**RECORD EXCERPTS**
========================================

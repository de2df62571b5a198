//! Submit port: where completed form snapshots go.
//!
//! There is no backend. `LocalSubmitter` waits out the simulated network
//! latency and writes the snapshot to the key-value store.

use std::sync::Arc;
use std::time::Duration;

use async_trait::async_trait;
use chrono::{DateTime, Utc};
use serde::Serialize;
use tracing::info;
use uuid::Uuid;

use crate::error::SubmitError;
use crate::forms::FormSnapshot;
use crate::store::KeyValueStore;

/// Acknowledgement of an accepted submission.
#[derive(Debug, Clone, PartialEq, Eq, Serialize)]
pub struct SubmitReceipt {
    pub id: Uuid,
    pub key: String,
    pub submitted_at: DateTime<Utc>,
}

#[async_trait]
pub trait SubmitPort: Send + Sync {
    /// Deliver a snapshot. `latency` is the simulated round-trip time of
    /// the form's network call.
    async fn submit(
        &self,
        snapshot: &FormSnapshot,
        latency: Duration,
    ) -> Result<SubmitReceipt, SubmitError>;
}

/// Persists snapshots locally after an optional fixed delay.
pub struct LocalSubmitter {
    store: Arc<dyn KeyValueStore>,
    simulate_latency: bool,
}

impl LocalSubmitter {
    pub fn new(store: Arc<dyn KeyValueStore>, simulate_latency: bool) -> Self {
        Self {
            store,
            simulate_latency,
        }
    }
}

#[async_trait]
impl SubmitPort for LocalSubmitter {
    async fn submit(
        &self,
        snapshot: &FormSnapshot,
        latency: Duration,
    ) -> Result<SubmitReceipt, SubmitError> {
        if self.simulate_latency && !latency.is_zero() {
            tokio::time::sleep(latency).await;
        }

        self.store.set_json(snapshot.key, &snapshot.to_json()).await?;

        let receipt = SubmitReceipt {
            id: Uuid::new_v4(),
            key: snapshot.key.to_string(),
            submitted_at: snapshot.timestamp,
        };
        info!(key = snapshot.key, id = %receipt.id, "Form snapshot stored");
        Ok(receipt)
    }
}

#[cfg(test)]
mod tests {
    use super::*;
    use crate::store::MemoryStore;

    fn snapshot() -> FormSnapshot {
        let mut fields = serde_json::Map::new();
        fields.insert("full_name".into(), serde_json::json!("Ada"));
        FormSnapshot::new("riskcherry-portal-admin", fields)
    }

    #[tokio::test]
    async fn writes_snapshot_with_timestamp() {
        let store = Arc::new(MemoryStore::new());
        let submitter = LocalSubmitter::new(store.clone(), false);

        let receipt = submitter
            .submit(&snapshot(), Duration::from_secs(2))
            .await
            .unwrap();
        assert_eq!(receipt.key, "riskcherry-portal-admin");

        let stored = store
            .get_json("riskcherry-portal-admin")
            .await
            .unwrap()
            .unwrap();
        assert_eq!(stored["full_name"], "Ada");
        assert!(stored["timestamp"].is_string());
    }

    #[tokio::test]
    async fn waits_for_latency_when_simulating() {
        let store = Arc::new(MemoryStore::new());
        let submitter = LocalSubmitter::new(store, true);

        let start = std::time::Instant::now();
        submitter
            .submit(&snapshot(), Duration::from_millis(25))
            .await
            .unwrap();
        assert!(start.elapsed() >= Duration::from_millis(25));
    }
}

========================================

**EXERCISE**
A word-for-word transcription of the material is required.

**YOUR SOLUTION**
repository de2df62571b5a198
//! Submit port: where completed form snapshots go.
//!
//! There is no backend. `LocalSubmitter` waits out the simulated network
//! latency and writes the snapshot to the key-value store.

use std::sync::Arc;
use std::time::Duration;

use async_trait::async_trait;
use chrono::{DateTime, Utc};
use serde::Serialize;
use tracing::info;
use uuid::Uuid;

use crate::error::SubmitError;
use crate::forms::FormSnapshot;
use crate::store::KeyValueStore;

/// Acknowledgement of an accepted submission.
#[derive(Debug, Clone, PartialEq, Eq, Serialize)]
pub struct SubmitReceipt {
    pub id: Uuid,
    pub key: String,
    pub submitted_at: DateTime<Utc>,
}

#[async_trait]
pub trait SubmitPort: Send + Sync {
    /// Deliver a snapshot. `latency` is the simulated round-trip time of
    /// the form's network call.
    async fn submit(
        &self,
        snapshot: &FormSnapshot,
        latency: Duration,
    ) -> Result<SubmitReceipt, SubmitError>;
}

/// Persists snapshots locally after an optional fixed delay.
pub struct LocalSubmitter {
    store: Arc<dyn KeyValueStore>,
    simulate_latency: bool,
}

impl LocalSubmitter {
    pub fn new(store: Arc<dyn KeyValueStore>, simulate_latency: bool) -> Self {
        Self {
            store,
            simulate_latency,
        }
    }
}

#[async_trait]
impl SubmitPort for LocalSubmitter {
    async fn submit(
        &self,
        snapshot: &FormSnapshot,
        latency: Duration,
    ) -> Result<SubmitReceipt, SubmitError> {
        if self.simulate_latency && !latency.is_zero() {
            tokio::time::sleep(latency).await;
        }

        self.store.set_json(snapshot.key, &snapshot.to_json()).await?;

        let receipt = SubmitReceipt {
            id: Uuid::new_v4(),
            key: snapshot.key.to_string(),
            submitted_at: snapshot.timestamp,
        };
        info!(key = snapshot.key, id = %receipt.id, "Form snapshot stored");
        Ok(receipt)
    }
}

#[cfg(test)]
mod tests {
    use super::*;
    use crate::store::MemoryStore;

    fn snapshot() -> FormSnapshot {
        let mut fields = serde_json::Map::new();
        fields.insert("full_name".into(), serde_json::json!("Ada"));
        FormSnapshot::new("riskcherry-portal-admin", fields)
    }

    #[tokio::test]
    async fn writes_snapshot_with_timestamp() {
        let store = Arc::new(MemoryStore::new());
        let submitter = LocalSubmitter::new(store.clone(), false);

        let receipt = submitter
            .submit(&snapshot(), Duration::from_secs(2))
            .await
            .unwrap();
        assert_eq!(receipt.key, "riskcherry-portal-admin");

        let stored = store
            .get_json("riskcherry-portal-admin")
            .await
            .unwrap()
            .unwrap();
        assert_eq!(stored["full_name"], "Ada");
        assert!(stored["timestamp"].is_string());
    }

    #[tokio::test]
    async fn waits_for_latency_when_simulating() {
        let store = Arc::new(MemoryStore::new());
        let submitter = LocalSubmitter::new(store, true);

        let start = std::time::Instant::now();
        submitter
            .submit(&snapshot(), Duration::from_millis(25))
            .await
            .unwrap();
        assert!(start.elapsed() >= Duration::from_millis(25));
    }
}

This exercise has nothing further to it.